The invention discloses an audio matching tracking device based on dictionary classification, which comprises a signal decomposing unit and a signal reconstructing unit, wherein the signal decomposing unit comprises a dictionary building module, a signal classification module, a weight comparison module, a residual calculation module and a threshold control module; and the signal reconstructing unit comprises a reconstruction coefficient extraction module and a signal synthesis module. The invention also discloses a tracking method for the tracking device. through classifying the signals, different sparse dictionaries are adopted for different types of signals for MP algorithm, the irrelevant traversal times are reduced, and the calculation complexity is reduced; during a classification pre-processing process, an adapted sparse dictionary is judged through calculating the energy distribution interval of original signals; and the method reduces the dimension of the needed dictionary, the coding rate is improved, and the use effects are good.

Description

A kind of Audio Matching follow-up mechanism classified based on dictionary and its method for tracing

Technical field

The present invention relates to audio coding field, specifically a kind of Audio Matching follow-up mechanism classified based on dictionary.

Background technology

Rarefaction representation refers generally to represent primary signal exactly with as far as possible few basic function, so as to catch the main of signal Feature, and then inherently reduce signal transacting cost.Match tracing (MP：Matching pursuit) as using wider One of rarefaction representation algorithm, its basic ideas are to select from excessively complete dictionary optimum atom successively in an iterative process so that Approaching for signal more optimizes.Because MP algorithms are used for representing that the excessively complete dictionary base of signal can be with self adaptation according to signal itself The characteristics of neatly choosing；And what it took in atom selection course is the greedy algorithm that a kind of iteration is approached, Ensure that the atomic number for finally giving is less, MP algorithms are widely used in the every field of signal analysis, such as image Process, processing of biomedical signals, audio frequency process etc..

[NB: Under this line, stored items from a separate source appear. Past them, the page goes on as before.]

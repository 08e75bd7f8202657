//! Core tool trait and execution context.

use std::path::PathBuf;
use std::sync::Arc;

use async_trait::async_trait;
use serde_json::Value;
use tokio_util::sync::CancellationToken;

use llagent_core::{ToolResult, ToolSchema};

use crate::subagent::SubagentSpawner;

/// Errors a tool may surface instead of building a failure result itself.
///
/// The registry adapts these into `{success:false, error:"Tool execution
/// error: …"}` results, so nothing propagates past the dispatch boundary.
#[derive(Debug, thiserror::Error)]
pub enum ToolError {
    /// Parameter validation failed.
    #[error("validation error: {message}")]
    Validation {
        /// Description of the validation failure.
        message: String,
    },

    /// Generic I/O error.
    #[error("io error: {0}")]
    Io(#[from] std::io::Error),

    /// Internal error (catch-all).
    #[error("{message}")]
    Internal {
        /// Description of the internal error.
        message: String,
    },
}

/// Execution context passed to every tool invocation.
///
/// Carries only borrowed handles: the interrupt token is shared down the
/// subagent chain, and `spawner` is a non-owning reference to the runner
/// used exclusively by the `task` tool.
#[derive(Clone)]
pub struct ToolContext {
    /// Working directory for path resolution and child processes.
    pub working_dir: PathBuf,
    /// Shared interrupt flag.
    pub cancellation: CancellationToken,
    /// Default tool timeout budget in milliseconds.
    pub timeout_ms: u64,
    /// Current subagent nesting depth (0 = root agent).
    pub subagent_depth: u32,
    /// Subagent runner handle, present when subagents are enabled.
    pub spawner: Option<Arc<dyn SubagentSpawner>>,
}

impl ToolContext {
    /// Context with no subagent support at depth 0.
    #[must_use]
    pub fn new(working_dir: impl Into<PathBuf>, timeout_ms: u64) -> Self {
        Self {
            working_dir: working_dir.into(),
            cancellation: CancellationToken::new(),
            timeout_ms,
            subagent_depth: 0,
            spawner: None,
        }
    }
}

/// The trait every tool implements.
#[async_trait]
pub trait AgentTool: Send + Sync {
    /// Tool name — the exact string sent to/from the model.
    fn name(&self) -> &str;

    /// JSON-schema definition sent to the model.
    fn schema(&self) -> ToolSchema;

    /// Execute with JSON arguments. Expected failures are returned as
    /// failed [`ToolResult`]s; `Err` is reserved for conditions the
    /// registry converts into a generic execution-error result.
    async fn execute(&self, args: Value, ctx: &ToolContext) -> Result<ToolResult, ToolError>;
}

#[cfg(test)]
mod tests {
    use super::*;

    #[test]
    fn context_construction() {
        let ctx = ToolContext::new("/tmp", 120_000);
        assert_eq!(ctx.working_dir, PathBuf::from("/tmp"));
        assert_eq!(ctx.timeout_ms, 120_000);
        assert_eq!(ctx.subagent_depth, 0);
        assert!(ctx.spawner.is_none());
        assert!(!ctx.cancellation.is_cancelled());
    }

    #[test]
    fn tool_error_display() {
        let err = ToolError::Validation {
            message: "missing field".into(),
        };
        assert_eq!(err.to_string(), "validation error: missing field");

        let err = ToolError::Internal {
            message: "subagent context not initialized".into(),
        };
        assert_eq!(err.to_string(), "subagent context not initialized");
    }

    #[test]
    fn agent_tool_is_object_safe() {
        fn assert_object_safe(_: &dyn AgentTool) {}
        let _ = assert_object_safe;
    }
}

With the raising of people's streamed media quality requirement and being continuously increased for number of users of mobile terminal amount, audio frequency and video are compiled The requirement of code efficiency is also day by day improved.Traditional matching pursuit algorithm is higher because of its computation complexity, is not suitable for real-time processing.Mesh Before have pointed out various Rapid matching tracing algorithms, but be directed to time-consuming optimization greatly, or sacrifice rarefaction representation efficiency for compensation, Calculating speed is also difficult to meet the needs of extensive problem.

The content of the invention

It is an object of the invention to provide a kind of Audio Matching follow-up mechanism classified based on dictionary, to solve above-mentioned background The problem proposed in technology.

For achieving the above object, the present invention provides following technical scheme：

A kind of Audio Matching follow-up mechanism classified based on dictionary, including signal decomposition unit and signal reconstruction unit, letter Number resolving cell sets up module, Modulation recognition module, weights comparison module, residual computations module and threshold value control mould including dictionary Block, signal reconstruction unit includes reconstruction coefficients extraction module and signal synthesizing module.

The method for tracing of the Audio Matching follow-up mechanism classified based on dictionary, including signal decomposition method and signal weight Structure method；The signal decomposition method is comprised the following steps that：

Step one, according to different disposal signal type corresponding sparse dictionary is selected；

Step 2, judges the type of pending signal, according to the sparse dictionary that its type selecting is adapted therewith, to original Signal carries out classification pretreatment, the matching degree of the sparse dictionary set up in calculating it with step one；

Step 3, by the sparse dictionary drawn in step 2 D is designated as, to seek each dictionary in each atom on pending signal Weight coefficient, the atom in sparse dictionary is done into successively inner product with pending signal, calculate the maximum of inner product absolute value；

Step 4, by step 3 the component of pending signal maximum atom in dictionary can be obtained, then this time believed after iteration Number residual error is the vector difference of signal and the component, while recording the sparse coefficient of renewal in sparse coefficient vector；

Step 5, matching pursuit algorithm process signal be by add up iteration, by primary signal be expressed as weight with it is corresponding The superposition that atom is multiplied and residual error sum, iteration can be terminated when signal residual error is reduced to certain value, and the certain value can be by repeatedly Generation number and signal to noise ratio are together decided on；

The signal reconfiguring method is comprised the following steps that：

Step one, extracts atom weight, atom label and used that reconstruction signal will be used from sparse coefficient code stream Dictionary type label；

Step 2, when determining according to dictionary type label and encoding sparse dictionary type is adopted, by gained atom in step one Atom in the corresponding sparse dictionary of weight does product, and adds up successively, obtain output signal for this matching pursuit algorithm most Eventually to the fitted signal of primary signal.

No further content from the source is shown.